If you are considering a hair transplant, you may already know that you will need a specific number of hair grafts transplanted into the bald or thin areas of your scalp. The number of grafts needed varies in each individual case, but is based on the size of the area to be treated. But do you actually know what a hair graft is?

What is a hair graft?

A hair graft is a piece of skin, in others words, a skin graft, that happens to contain hair follicles. It is composed of a follicular unit and its surrounding tissue. Follicular units are bundles of hair that grow together in clumps of 1 to 4 hairs. The grafts also contain sebaceous (oil) glands and some fat.

Back in the bad old days of “hair plugs” a graft could literally be the size of a pencil eraser and contain 5-8 follicular units. That is why they looked unnatural and looked like…well, like plugs. Now they are extremely small and natural, so they  are undetectable as a “transplant.”

How are the hair grafts placed?

The physician making incisions in the bald or thin region known as the recipient area. These incisions are exactly the same size as the individual grafts.

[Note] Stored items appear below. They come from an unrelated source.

#[cfg(test)]
mod tests {
    use super::*;
    use crate::catalog::MemoryCatalog;
    use crate::error::{CatalogError, RowValidationError};
    use crate::model::{CatalogProduct, DecisionEntry, ImportSummary, ProductGroup};

    fn candidate(row: RowNumber, name: &str, purchase: Option<i64>, sale: Option<i64>) -> CandidateRecord {
        CandidateRecord {
            row,
            name: name.into(),
            purchase_cents: purchase,
            sale_cents: sale,
            group_name: None,
            validation_error: None,
        }
    }

    fn decide(entries: &[(RowNumber, Action, Option<ProductId>)]) -> Decisions {
        let entries: Vec<DecisionEntry> = entries
            .iter()
            .map(|&(row, action, link_product_id)| DecisionEntry { row, action, link_product_id })
            .collect();
        Decisions::from_entries(&entries)
    }

    fn cfg() -> MatchConfig {
        MatchConfig::default()
    }

    #[test]
    fn match_row_updates_prices() {
        let mut catalog = MemoryCatalog::new();
        let kahve = catalog.add("Kahve", 1000, 1500);
        let out = commit(&mut catalog, &[candidate(2, "Kahve", Some(1000), Some(1800))], &Decisions::new(), &cfg())
            .unwrap();
        assert_eq!(out.rows[0].outcome, Outcome::Updated);
        assert_eq!(out.rows[0].product_id, Some(kahve.id));
        assert_eq!(out.summary.updated, 1);
        assert_eq!(out.summary.matched, 1);
        assert_eq!(catalog.find_by_id(kahve.id).unwrap().unwrap().sale_cents, 1800);
    }

    #[test]
    fn decisions_on_automatic_rows_are_ignored() {
        let mut catalog = MemoryCatalog::new();
        catalog.add("Kahve", 1000, 1500);
        let decisions = decide(&[(2, Action::Create, None)]);
        let out = commit(&mut catalog, &[candidate(2, "Kahve", Some(1000), Some(1500))], &decisions, &cfg()).unwrap();
        assert_eq!(out.rows[0].outcome, Outcome::Unchanged);
        assert_eq!(catalog.products().len(), 1);
    }

    #[test]
    fn duplicate_new_names_in_one_batch() {
        let mut catalog = MemoryCatalog::new();
        let rows = [candidate(2, "Limonata", None, Some(900)), candidate(3, "limonata", None, Some(950))];
        let out = commit(&mut catalog, &rows, &Decisions::new(), &cfg()).unwrap();
        assert_eq!(out.rows[0].outcome, Outcome::Created);
        assert_eq!(out.rows[1].outcome, Outcome::Error);
        assert!(out.rows[1].error.as_deref().unwrap_or("").contains("already exists"));
        assert_eq!(out.summary.created, 1);
        assert_eq!(out.summary.errors, 1);
    }

    #[test]
    fn invalid_row_always_skips() {
        let mut catalog = MemoryCatalog::new();
        let mut bad = candidate(2, "", None, None);
        bad.validation_error = Some(RowValidationError::EmptyName);
        let out = commit(&mut catalog, &[bad], &decide(&[(2, Action::Create, None)]), &cfg()).unwrap();
        assert_eq!(out.rows[0].outcome, Outcome::Skipped);
        assert!(catalog.products().is_empty());
    }

    #[test]
    fn link_to_unknown_product_fails_row_only() {
        let mut catalog = MemoryCatalog::new();
        catalog.add("Türk Kahvesi", 1000, 2000);
        let rows = [candidate(2, "Turk Kahvesi", Some(1100), Some(2100)), candidate(3, "Limonata", None, Some(900))];
        let out = commit(&mut catalog, &rows, &decide(&[(2, Action::Link, Some(404))]), &cfg()).unwrap();
        assert_eq!(out.rows[0].outcome, Outcome::Error);
        assert_eq!(out.rows[1].outcome, Outcome::Created);
        assert_eq!(out.summary.errors, 1);
        assert_eq!(out.summary.created, 1);
    }

    #[test]
    fn link_to_inactive_product_fails() {
        let mut catalog = MemoryCatalog::new();
        catalog.add("Türk Kahvesi", 1000, 2000);
        let old = catalog.add("Eski Kahve", 100, 200);
        catalog.deactivate(old.id);
        let out = commit(
            &mut catalog,
            &[candidate(2, "Turk Kahvesi", None, Some(1))],
            &decide(&[(2, Action::Link, Some(old.id))]),
            &cfg(),
        )
        .unwrap();
        assert_eq!(out.rows[0].outcome, Outcome::Error);
    }

    #[test]
    fn link_without_target_is_an_error() {
        let mut catalog = MemoryCatalog::new();
        catalog.add("Türk Kahvesi", 1000, 2000);
        let out = commit(
            &mut catalog,
            &[candidate(2, "Turk Kahvesi", None, Some(1))],
            &decide(&[(2, Action::Link, None)]),
            &cfg(),
        )
        .unwrap();
        assert_eq!(out.rows[0].outcome, Outcome::Error);
        assert_eq!(out.rows[0].error.as_deref(), Some("link decision has no target product"));
    }

    #[test]
    fn link_honored_when_row_became_new() {
        let mut catalog = MemoryCatalog::new();
        let target = catalog.add("Espresso", 500, 900);
        let out = commit(
            &mut catalog,
            &[candidate(2, "Yepyeni Ürün", None, Some(1200))],
            &decide(&[(2, Action::Link, Some(target.id))]),
            &cfg(),
        )
        .unwrap();
        assert_eq!(out.rows[0].status, MatchStatus::New);
        assert_eq!(out.rows[0].outcome, Outcome::Updated);
        assert_eq!(catalog.find_by_id(target.id).unwrap().unwrap().sale_cents, 1200);
    }

    #[test]
    fn default_for_unmatched_is_skip() {
        let mut catalog = MemoryCatalog::new();
        catalog.add("Türk Kahvesi", 1000, 2000);
        let out = commit(&mut catalog, &[candidate(2, "Turk Kahvesi", Some(1), Some(2))], &Decisions::new(), &cfg())
            .unwrap();
        assert_eq!(out.rows[0].status, MatchStatus::Unmatched);
        assert_eq!(out.rows[0].outcome, Outcome::Skipped);
        assert_eq!(out.summary, ImportSummary { total: 1, ..Default::default() });
    }

    #[test]
    fn unknown_decision_rows_are_ignored() {
        let mut catalog = MemoryCatalog::new();
        let out = commit(
            &mut catalog,
            &[candidate(2, "Limonata", None, Some(900))],
            &decide(&[(99, Action::Skip, None)]),
            &cfg(),
        )
        .unwrap();
        assert_eq!(out.rows.len(), 1);
        assert_eq!(out.rows[0].outcome, Outcome::Created);
    }

    #[test]
    fn group_created_with_product() {
        let mut catalog = MemoryCatalog::new();
        let mut row = candidate(2, "Salep", Some(200), Some(600));
        row.group_name = Some("Sıcak İçecek".into());
        commit(&mut catalog, &[row], &Decisions::new(), &cfg()).unwrap();
        assert_eq!(catalog.groups(), &[ProductGroup { id: 1, name: "Sıcak İçecek".into() }]);
        assert_eq!(catalog.products()[0].group_id, Some(1));
    }

    #[test]
    fn second_link_to_same_target_rejected() {
        let mut catalog = MemoryCatalog::new();
        let target = catalog.add("Türk Kahvesi", 1000, 2000);
        let rows = [candidate(2, "Turk Kahvesi", Some(1100), Some(2100)), candidate(3, "Turk Kahvesii", None, Some(2200))];
        let decisions = decide(&[(2, Action::Link, Some(target.id)), (3, Action::Link, Some(target.id))]);
        let out = commit(&mut catalog, &rows, &decisions, &cfg()).unwrap();
        assert_eq!(out.rows[0].outcome, Outcome::Updated);
        assert_eq!(out.rows[1].outcome, Outcome::Error);
        assert!(out.rows[1].error.as_deref().unwrap_or("").contains("row 2"));
        assert_eq!(catalog.find_by_id(target.id).unwrap().unwrap().sale_cents, 2100);
    }

    #[test]
    fn link_onto_automatic_match_target_rejected() {
        let mut catalog = MemoryCatalog::new();
        let kahve = catalog.add("Kahve", 1000, 1500);
        let rows = [candidate(2, "Kahvee", Some(50), Some(99)), candidate(3, "Kahve", Some(1000), Some(1800))];
        let out = commit(&mut catalog, &rows, &decide(&[(2, Action::Link, Some(kahve.id))]), &cfg()).unwrap();

        assert_eq!(out.rows[0].outcome, Outcome::Error);
        assert!(out.rows[0].error.as_deref().unwrap_or("").contains("row 3"));
        assert_eq!(out.rows[1].outcome, Outcome::Updated);
        assert_eq!(out.summary.updated, 1);
        assert_eq!(out.summary.errors, 1);
        assert_eq!(catalog.find_by_id(kahve.id).unwrap().unwrap().sale_cents, 1800);
    }

    #[test]
    fn link_onto_unchanged_row_target_rejected() {
        let mut catalog = MemoryCatalog::new();
        let kahve = catalog.add("Kahve", 1000, 1500);
        let rows = [candidate(2, "Kahve", Some(1000), Some(1500)), candidate(3, "Kahvee", Some(50), Some(99))];
        let out = commit(&mut catalog, &rows, &decide(&[(3, Action::Link, Some(kahve.id))]), &cfg()).unwrap();

        assert_eq!(out.rows[0].outcome, Outcome::Unchanged);
        assert_eq!(out.rows[1].outcome, Outcome::Error);
        assert_eq!(catalog.find_by_id(kahve.id).unwrap().unwrap().sale_cents, 1500);
    }

    /// Catalog whose writes always fail.
    struct ReadOnly(MemoryCatalog);

    impl Catalog for ReadOnly {
        fn find_by_id(&self, id: ProductId) -> Result<Option<CatalogProduct>, CatalogError> {
            self.0.find_by_id(id)
        }
        fn find_all_active(&self) -> Result<Vec<CatalogProduct>, CatalogError> {
            self.0.find_all_active()
        }
        fn find_by_name(&self, name: &str) -> Result<Option<CatalogProduct>, CatalogError> {
            self.0.find_by_name(name)
        }
        fn find_group_by_name(&self, name: &str) -> Result<Option<ProductGroup>, CatalogError> {
            self.0.find_group_by_name(name)
        }
        fn create_group(&mut self, _: &str) -> Result<ProductGroup, CatalogError> {
            Err(CatalogError::Backend("read-only".into()))
        }
        fn create_product(&mut self, _: &NewProduct) -> Result<CatalogProduct, CatalogError> {
            Err(CatalogError::Backend("read-only".into()))
        }
        fn update_prices(&mut self, _: ProductId, _: PriceUpdate) -> Result<CatalogProduct, CatalogError> {
            Err(CatalogError::Backend("read-only".into()))
        }
    }

    #[test]
    fn backend_write_failures_are_per_row() {
        let mut inner = MemoryCatalog::new();
        inner.add("Kahve", 1000, 1500);
        let mut catalog = ReadOnly(inner);
        let rows = [
            candidate(2, "Kahve", Some(1000), Some(1500)),
            candidate(3, "Kahve", Some(1000), Some(1900)),
            candidate(4, "Limonata", None, Some(900)),
        ];
        let out = commit(&mut catalog, &rows, &Decisions::new(), &cfg()).unwrap();
        let kinds: Vec<Outcome> = out.rows.iter().map(|r| r.outcome).collect();
        assert_eq!(kinds, vec![Outcome::Unchanged, Outcome::Error, Outcome::Error]);
        assert_eq!(out.summary.errors, 2);
        assert_eq!(out.summary.unchanged, 1);
    }
}
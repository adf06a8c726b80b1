use serde::{Deserialize, Serialize};

use crate::error::ConfigError;
use crate::model::Field;

// ---------------------------------------------------------------------------
// Top-level config
// ---------------------------------------------------------------------------

/// Tuning for mapping, classification and commit.
///
/// Every field has a default, so an empty TOML table is a valid config:
///
/// ```toml
/// high_threshold = 92.0
/// low_threshold = 60.0
/// price_tolerance_cents = 0
///
/// [keywords]
/// sale = ["satış", "sale", "fiyat"]
/// ```
#[derive(Debug, Clone, PartialEq, Serialize, Deserialize)]
#[serde(default)]
pub struct MatchConfig {
    /// Similarity at or above which a row is treated as the same product.
    pub high_threshold: f64,
    /// Similarity at or above which the best candidate is offered as a
    /// suggestion. Below it the row is NEW.
    pub low_threshold: f64,
    /// Maximum per-price difference still treated as "no change".
    pub price_tolerance_cents: i64,
    /// Skip candidates whose length difference alone rules out reaching
    /// `low_threshold`.
    pub length_prefilter: bool,
    pub keywords: KeywordConfig,
}

impl Default for MatchConfig {
    fn default() -> Self {
        Self {
            high_threshold: 92.0,
            low_threshold: 60.0,
            price_tolerance_cents: 0,
            length_prefilter: true,
            keywords: KeywordConfig::default(),
        }
    }
}

impl MatchConfig {
    pub fn from_toml(s: &str) -> Result<Self, ConfigError> {
        let config: Self = toml::from_str(s).map_err(|e| ConfigError::Parse(e.to_string()))?;
        config.validate()?;
        Ok(config)
    }

    pub fn validate(&self) -> Result<(), ConfigError> {
        for (label, value) in [("high_threshold", self.high_threshold), ("low_threshold", self.low_threshold)] {
            if !(0.0..=100.0).contains(&value) {
                return Err(ConfigError::Validation(format!(
                    "{label} must be between 0 and 100, got {value}"
                )));
            }
        }
        if self.low_threshold > self.high_threshold {
            return Err(ConfigError::Validation(format!(
                "low_threshold ({}) must not exceed high_threshold ({})",
                self.low_threshold, self.high_threshold
            )));
        }
        if self.price_tolerance_cents < 0 {
            return Err(ConfigError::Validation(
                "price_tolerance_cents must not be negative".into(),
            ));
        }
        Ok(())
    }
}

// ---------------------------------------------------------------------------
// Header keywords
// ---------------------------------------------------------------------------

/// Ranked header keywords per canonical field. Earlier keywords win.
#[derive(Debug, Clone, PartialEq, Eq, Serialize, Deserialize)]
#[serde(default)]
pub struct KeywordConfig {
    pub name: Vec<String>,
    pub purchase: Vec<String>,
    pub sale: Vec<String>,
    pub group: Vec<String>,
}

impl Default for KeywordConfig {
    fn default() -> Self {
        fn list(words: &[&str]) -> Vec<String> {
            words.iter().map(|w| w.to_string()).collect()
        }
        Self {
            name: list(&["ürün adı", "ürün", "urun", "product", "name", "isim", "adı"]),
            purchase: list(&["alış", "alis", "purchase", "cost", "maliyet"]),
            sale: list(&["satış", "sale", "satış fiyatı", "fiyat", "price"]),
            group: list(&["grup", "group", "kategori", "category"]),
        }
    }
}

impl KeywordConfig {
    pub fn for_field(&self, field: Field) -> &[String] {
        match field {
            Field::Name => &self.name,
            Field::Purchase => &self.purchase,
            Field::Sale => &self.sale,
            Field::Group => &self.group,
        }
    }
}
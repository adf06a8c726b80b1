use thiserror::Error;

use resortdesk_recon::CatalogError;

#[derive(Debug, Error)]
pub enum StoreError {
    #[error("database error: {0}")]
    Sqlite(#[from] rusqlite::Error),
    #[error("cannot prepare database location: {0}")]
    Io(#[from] std::io::Error),
    #[error("database schema version {found} is newer than supported version {supported}")]
    SchemaTooNew { found: u32, supported: u32 },
}

impl From<StoreError> for CatalogError {
    fn from(err: StoreError) -> Self {
        CatalogError::Backend(err.to_string())
    }
}
// Product catalog persisted in SQLite

pub mod error;

use std::path::Path;

use chrono::Utc;
use rusqlite::{params, Connection, OptionalExtension, Row};
use serde::Serialize;

use resortdesk_recon::similarity::{case_key, clean_name};
use resortdesk_recon::{Catalog, CatalogError, CatalogProduct, NewProduct, PriceUpdate, ProductGroup, ProductId};

pub use error::StoreError;

/// Bump when the schema changes in a way older builds can't read.
pub const SCHEMA_VERSION: u32 = 1;

const SCHEMA: &str = r#"
CREATE TABLE IF NOT EXISTS meta (
    key TEXT PRIMARY KEY,
    value TEXT NOT NULL
);

CREATE TABLE IF NOT EXISTS product_groups (
    id INTEGER PRIMARY KEY AUTOINCREMENT,
    name TEXT NOT NULL,
    name_key TEXT NOT NULL UNIQUE,   -- case_key(name)
    created_at TEXT NOT NULL
);

CREATE TABLE IF NOT EXISTS products (
    id INTEGER PRIMARY KEY AUTOINCREMENT,
    name TEXT NOT NULL,
    name_key TEXT NOT NULL,          -- case_key(name)
    purchase_cents INTEGER NOT NULL DEFAULT 0,
    sale_cents INTEGER NOT NULL DEFAULT 0,
    group_id INTEGER REFERENCES product_groups(id),
    active INTEGER NOT NULL DEFAULT 1,
    created_at TEXT NOT NULL,
    updated_at TEXT NOT NULL
);

CREATE INDEX IF NOT EXISTS idx_products_name_key ON products (name_key);
"#;

const PRODUCT_COLUMNS: &str = "id, name, purchase_cents, sale_cents, group_id, active";

/// Product row as listed to operators, with group name and timestamps.
#[derive(Debug, Clone, PartialEq, Eq, Serialize)]
#[serde(rename_all = "camelCase")]
pub struct StoredProduct {
    #[serde(flatten)]
    pub product: CatalogProduct,
    #[serde(skip_serializing_if = "Option::is_none")]
    pub group_name: Option<String>,
    pub created_at: String,
    pub updated_at: String,
}

pub struct SqliteCatalog {
    conn: Connection,
}

impl SqliteCatalog {
    /// Open (creating if needed) the catalog database at `path`.
    pub fn open(path: &Path) -> Result<Self, StoreError> {
        if let Some(parent) = path.parent().filter(|p| !p.as_os_str().is_empty()) {
            std::fs::create_dir_all(parent)?;
        }
        Self::init(Connection::open(path)?)
    }

    pub fn open_in_memory() -> Result<Self, StoreError> {
        Self::init(Connection::open_in_memory()?)
    }

    fn init(conn: Connection) -> Result<Self, StoreError> {
        conn.execute_batch("PRAGMA foreign_keys = ON;")?;
        conn.execute_batch(SCHEMA)?;

        let found: Option<String> = conn
            .query_row("SELECT value FROM meta WHERE key = 'schema_version'", [], |r| r.get(0))
            .optional()?;
        match found.and_then(|v| v.parse::<u32>().ok()) {
            Some(found) if found > SCHEMA_VERSION => {
                return Err(StoreError::SchemaTooNew { found, supported: SCHEMA_VERSION });
            }
            Some(_) => {}
            None => {
                conn.execute(
                    "INSERT OR REPLACE INTO meta (key, value) VALUES ('schema_version', ?1)",
                    params![SCHEMA_VERSION.to_string()],
                )?;
            }
        }

        Ok(Self { conn })
    }

    /// All products in id order, optionally including deactivated ones.
    pub fn list_products(&self, include_inactive: bool) -> Result<Vec<StoredProduct>, StoreError> {
        let mut stmt = self.conn.prepare(
            "SELECT p.id, p.name, p.purchase_cents, p.sale_cents, p.group_id, p.active, \
                    g.name, p.created_at, p.updated_at \
             FROM products p LEFT JOIN product_groups g ON g.id = p.group_id \
             WHERE ?1 OR p.active = 1 \
             ORDER BY p.id",
        )?;
        let rows = stmt.query_map(params![include_inactive], |r| {
            Ok(StoredProduct {
                product: product_from_row(r)?,
                group_name: r.get(6)?,
                created_at: r.get(7)?,
                updated_at: r.get(8)?,
            })
        })?;
        Ok(rows.collect::<Result<Vec<_>, _>>()?)
    }

    pub fn set_active(&self, id: ProductId, active: bool) -> Result<bool, StoreError> {
        let changed = self.conn.execute(
            "UPDATE products SET active = ?2, updated_at = ?3 WHERE id = ?1",
            params![id, active, now()],
        )?;
        Ok(changed > 0)
    }

    fn query_product(&self, where_clause: &str, param: &dyn rusqlite::ToSql) -> Result<Option<CatalogProduct>, StoreError> {
        let sql = format!("SELECT {PRODUCT_COLUMNS} FROM products WHERE {where_clause} ORDER BY id LIMIT 1");
        Ok(self.conn.query_row(&sql, params![param], product_from_row).optional()?)
    }

    fn active_products(&self) -> Result<Vec<CatalogProduct>, StoreError> {
        let sql = format!("SELECT {PRODUCT_COLUMNS} FROM products WHERE active = 1 ORDER BY id");
        let mut stmt = self.conn.prepare(&sql)?;
        let rows = stmt.query_map([], product_from_row)?;
        Ok(rows.collect::<Result<Vec<_>, _>>()?)
    }

    fn group_by_key(conn: &Connection, key: &str) -> Result<Option<ProductGroup>, StoreError> {
        Ok(conn
            .query_row(
                "SELECT id, name FROM product_groups WHERE name_key = ?1",
                params![key],
                |r| Ok(ProductGroup { id: r.get(0)?, name: r.get(1)? }),
            )
            .optional()?)
    }

    fn insert_group(conn: &Connection, name: &str) -> Result<ProductGroup, StoreError> {
        let name = clean_name(name);
        conn.execute(
            "INSERT INTO product_groups (name, name_key, created_at) VALUES (?1, ?2, ?3)",
            params![name, case_key(&name), now()],
        )?;
        Ok(ProductGroup { id: conn.last_insert_rowid(), name })
    }

    fn insert_product(&mut self, product: &NewProduct) -> Result<CatalogProduct, StoreError> {
        let tx = self.conn.transaction()?;

        let group_id = match product.group_name.as_deref() {
            Some(group) => Some(match Self::group_by_key(&tx, &case_key(group))? {
                Some(existing) => existing.id,
                None => Self::insert_group(&tx, group)?.id,
            }),
            None => None,
        };

        let name = clean_name(&product.name);
        let stamp = now();
        tx.execute(
            "INSERT INTO products (name, name_key, purchase_cents, sale_cents, group_id, active, created_at, updated_at) \
             VALUES (?1, ?2, ?3, ?4, ?5, 1, ?6, ?6)",
            params![name, case_key(&name), product.purchase_cents, product.sale_cents, group_id, stamp],
        )?;
        let id = tx.last_insert_rowid();
        tx.commit()?;

        tracing::debug!(id, name = %name, ?group_id, "product created");
        Ok(CatalogProduct {
            id,
            name,
            purchase_cents: product.purchase_cents,
            sale_cents: product.sale_cents,
            group_id,
            active: true,
        })
    }

    fn write_prices(&self, id: ProductId, prices: PriceUpdate) -> Result<Option<CatalogProduct>, StoreError> {
        let changed = self.conn.execute(
            "UPDATE products SET purchase_cents = COALESCE(?2, purchase_cents), \
                                 sale_cents = COALESCE(?3, sale_cents), \
                                 updated_at = ?4 \
             WHERE id = ?1",
            params![id, prices.purchase_cents, prices.sale_cents, now()],
        )?;
        if changed == 0 {
            return Ok(None);
        }
        self.query_product("id = ?1", &id)
    }
}

impl Catalog for SqliteCatalog {
    fn find_by_id(&self, id: ProductId) -> Result<Option<CatalogProduct>, CatalogError> {
        Ok(self.query_product("id = ?1", &id)?)
    }

    fn find_all_active(&self) -> Result<Vec<CatalogProduct>, CatalogError> {
        Ok(self.active_products()?)
    }

    fn find_by_name(&self, name: &str) -> Result<Option<CatalogProduct>, CatalogError> {
        Ok(self.query_product("active = 1 AND name_key = ?1", &case_key(name))?)
    }

    fn find_group_by_name(&self, name: &str) -> Result<Option<ProductGroup>, CatalogError> {
        Ok(Self::group_by_key(&self.conn, &case_key(name))?)
    }

    fn create_group(&mut self, name: &str) -> Result<ProductGroup, CatalogError> {
        Ok(Self::insert_group(&self.conn, name)?)
    }

    fn create_product(&mut self, product: &NewProduct) -> Result<CatalogProduct, CatalogError> {
        Ok(self.insert_product(product)?)
    }

    fn update_prices(&mut self, id: ProductId, prices: PriceUpdate) -> Result<CatalogProduct, CatalogError> {
        self.write_prices(id, prices)?.ok_or(CatalogError::NotFound { id })
    }
}

fn product_from_row(r: &Row<'_>) -> rusqlite::Result<CatalogProduct> {
    Ok(CatalogProduct {
        id: r.get(0)?,
        name: r.get(1)?,
        purchase_cents: r.get(2)?,
        sale_cents: r.get(3)?,
        group_id: r.get(4)?,
        active: r.get(5)?,
    })
}

fn now() -> String {
    Utc::now().to_rfc3339()
}

#[cfg(test)]
mod tests {
    use super::*;

    fn new_product(name: &str, purchase: i64, sale: i64, group: Option<&str>) -> NewProduct {
        NewProduct {
            name: name.into(),
            purchase_cents: purchase,
            sale_cents: sale,
            group_name: group.map(String::from),
        }
    }

    #[test]
    fn create_and_find() {
        let mut catalog = SqliteCatalog::open_in_memory().unwrap();
        let p = catalog.create_product(&new_product("  Türk   Kahvesi ", 1000, 2000, None)).unwrap();
        assert_eq!(p.name, "Türk Kahvesi");
        assert_eq!(catalog.find_by_id(p.id).unwrap(), Some(p.clone()));
        assert_eq!(catalog.find_by_name("TÜRK KAHVESİ").unwrap().map(|f| f.id), Some(p.id));
        assert!(catalog.find_by_name("Turk Kahvesi").unwrap().is_none());
    }

    #[test]
    fn groups_shared_by_case_key() {
        let mut catalog = SqliteCatalog::open_in_memory().unwrap();
        let a = catalog.create_product(&new_product("Çay", 100, 300, Some("Sıcak İçecek"))).unwrap();
        let b = catalog.create_product(&new_product("Salep", 200, 600, Some("SICAK İÇECEK"))).unwrap();
        assert!(a.group_id.is_some());
        assert_eq!(a.group_id, b.group_id);
        let group = catalog.find_group_by_name("sıcak içecek").unwrap().unwrap();
        assert_eq!(group.name, "Sıcak İçecek");
    }

    #[test]
    fn update_touches_only_supplied_prices() {
        let mut catalog = SqliteCatalog::open_in_memory().unwrap();
        let p = catalog.create_product(&new_product("Kahve", 1000, 1500, None)).unwrap();
        let updated = catalog
            .update_prices(p.id, PriceUpdate { purchase_cents: None, sale_cents: Some(1800) })
            .unwrap();
        assert_eq!((updated.purchase_cents, updated.sale_cents), (1000, 1800));
    }

    #[test]
    fn update_missing_product() {
        let mut catalog = SqliteCatalog::open_in_memory().unwrap();
        assert_eq!(
            catalog.update_prices(77, PriceUpdate::default()),
            Err(CatalogError::NotFound { id: 77 })
        );
    }

    #[test]
    fn inactive_excluded_from_scans() {
        let mut catalog = SqliteCatalog::open_in_memory().unwrap();
        let kahve = catalog.create_product(&new_product("Kahve", 1000, 1500, None)).unwrap();
        catalog.create_product(&new_product("Çay", 100, 300, None)).unwrap();
        assert!(catalog.set_active(kahve.id, false).unwrap());

        let active = catalog.find_all_active().unwrap();
        assert_eq!(active.len(), 1);
        assert!(catalog.find_by_name("kahve").unwrap().is_none());
        assert_eq!(catalog.list_products(false).unwrap().len(), 1);
        assert_eq!(catalog.list_products(true).unwrap().len(), 2);
    }

    #[test]
    fn listing_carries_group_and_timestamps() {
        let mut catalog = SqliteCatalog::open_in_memory().unwrap();
        catalog.create_product(&new_product("Ayran", 200, 400, Some("Soğuk"))).unwrap();
        let listed = catalog.list_products(false).unwrap();
        assert_eq!(listed[0].group_name.as_deref(), Some("Soğuk"));
        assert!(!listed[0].created_at.is_empty());

        let json = serde_json::to_value(&listed[0]).unwrap();
        assert_eq!(json["name"], "Ayran");
        assert_eq!(json["saleCents"], 400);
        assert_eq!(json["groupName"], "Soğuk");
    }

    #[test]
    fn reopen_keeps_data() {
        let dir = tempfile::tempdir().unwrap();
        let path = dir.path().join("nested").join("catalog.db");
        {
            let mut catalog = SqliteCatalog::open(&path).unwrap();
            catalog.create_product(&new_product("Kahve", 1000, 1500, None)).unwrap();
        }
        let catalog = SqliteCatalog::open(&path).unwrap();
        assert_eq!(catalog.find_all_active().unwrap().len(), 1);
    }

    #[test]
    fn newer_schema_rejected() {
        let dir = tempfile::tempdir().unwrap();
        let path = dir.path().join("catalog.db");
        {
            let conn = Connection::open(&path).unwrap();
            conn.execute_batch(SCHEMA).unwrap();
            conn.execute("INSERT INTO meta (key, value) VALUES ('schema_version', '99')", []).unwrap();
        }
        assert!(matches!(
            SqliteCatalog::open(&path),
            Err(StoreError::SchemaTooNew { found: 99, .. })
        ));
    }
}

The grafts are then handled by the cuff of dermal fat in which they are encased. They are inserted one-by-one into the scalp, fitting precisely into their new home in terms of depth, width and angle, like perfectly planted mini seeds. The graft must not be plunged in too deeply, but rather the top of the graft must reside just above the scalp surface to avoid what is known as “pitting.” The natural characteristics of the hair, such as wave, length and diameter, mimic existing hair. The goal is to replicate nature.

How do the hair grafts survive the process?

Your follicles are precious—the last thing you want is to lose them in transition. The following factors are monitored:

  • Temperature. Follicles cannot withstand heat, and chilling them can have a dramatic effect on their survival rate.
  • Oxygen. The follicular units cannot be deprived of oxygen for prolonged periods.
  • Hydration. The grafts can easily become dehydrated, which in the worst case can cause them to die. The grafts are always kept out of the holding solution for the shortest amount of time possible.
  • Durable donor follicles. Only follicles that are not susceptible to the hormone DHT are considered for transplantation.

How many grafts will I need?
It’s impossible to say how many grafts an individual will need without an assessment of your unique situation. The short answer is between 800 and 3,600, but many factors determine the actual graft count to be transplanted.